Student: _____________________________________ Date: ______________

This letter confirms that the above-named student is a current patient and is
being treated for (i.e., health condition): ________________________________
________________________________________________________________

I agree that the student is responsible and capable of self-administration of the


following medications at school (please check those that apply):

_____ Rapid-acting bronchial inhaler (please include name, dose, and


frequency of the medication: _______________________________________

_____ Auto-injectable epinephrine (please include name, dose, and


frequency of the medication: _______________________________________

**The medications must remain in their original container(s) with the prescribing
information intact.

Healthcare Provider Signature: _______________________________________

I, the parent/guardian of __________________________ agree that my child is


responsible and capable of self-administration of the above medication(s). I
accept full responsibility and liability for my child carrying and self-administering
this medication(s).

Parent/Guardian Signature: ___________________________ Date: __________

I, _____________________ (student) agree that I am being given permission by


my healthcare provider, my parent(s)/guardian, and my school to carry and take
my own above-named medication(s) as needed. I will keep the permitted
medication in my book bag/locker. I will not share with or give my medication to
anyone.

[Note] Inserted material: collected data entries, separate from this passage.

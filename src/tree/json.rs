use serde_json::Value as Json;

use super::memory::{MemoryTree, Node};
use crate::error::json_kind;
use crate::LoadError;

impl MemoryTree {
    /// Load a tree from a JSON document whose root is an object.
    ///
    /// Objects become child keys in document order, array elements become
    /// children `0`, `1`, … in order, scalars become string values and `null`
    /// leaves a node without a value.
    ///
    /// # Errors
    ///
    /// Returns [`LoadError`] on malformed JSON or a non-object root.
    pub fn from_json_str(input: &str) -> Result<Self, LoadError> {
        Ok(Self::with_root(parse_root(input)?))
    }

    /// Replace the tree's content with a freshly parsed document and raise
    /// the change signal. On error the current content is left untouched.
    ///
    /// # Errors
    ///
    /// Same as [`from_json_str`](Self::from_json_str).
    pub fn reload_json_str(&self, input: &str) -> Result<(), LoadError> {
        self.replace_root(parse_root(input)?);
        Ok(())
    }
}

fn parse_root(input: &str) -> Result<Node, LoadError> {
    let json: Json = serde_json::from_str(input)?;
    if !json.is_object() {
        return Err(LoadError::NotAnObject {
            found: json_kind(&json),
        });
    }
    Ok(to_node(&json))
}

fn to_node(json: &Json) -> Node {
    match json {
        Json::Null => Node::default(),
        Json::Bool(b) => scalar(b.to_string()),
        Json::Number(n) => scalar(n.to_string()),
        Json::String(s) => scalar(s.clone()),
        Json::Array(items) => Node {
            value: None,
            children: items
                .iter()
                .enumerate()
                .map(|(i, item)| (i.to_string(), to_node(item)))
                .collect(),
        },
        Json::Object(members) => Node {
            value: None,
            children: members
                .iter()
                .map(|(key, member)| (key.clone(), to_node(member)))
                .collect(),
        },
    }
}

fn scalar(value: String) -> Node {
    Node {
        value: Some(value),
        children: Vec::new(),
    }
}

I will not take my medication for any reason except as prescribed. I
understand that my parent(s) and I accept full responsibility for my carrying and
taking my own medication as prescribed above. I understand that I will lose the
privilege of carrying the medication if I misuse it or do not adhere to the above
rules.

Student Signature: __________________________________ Date: _________

School Nurse Signature: ______________________________Date: _________

This form must be renewed each school year.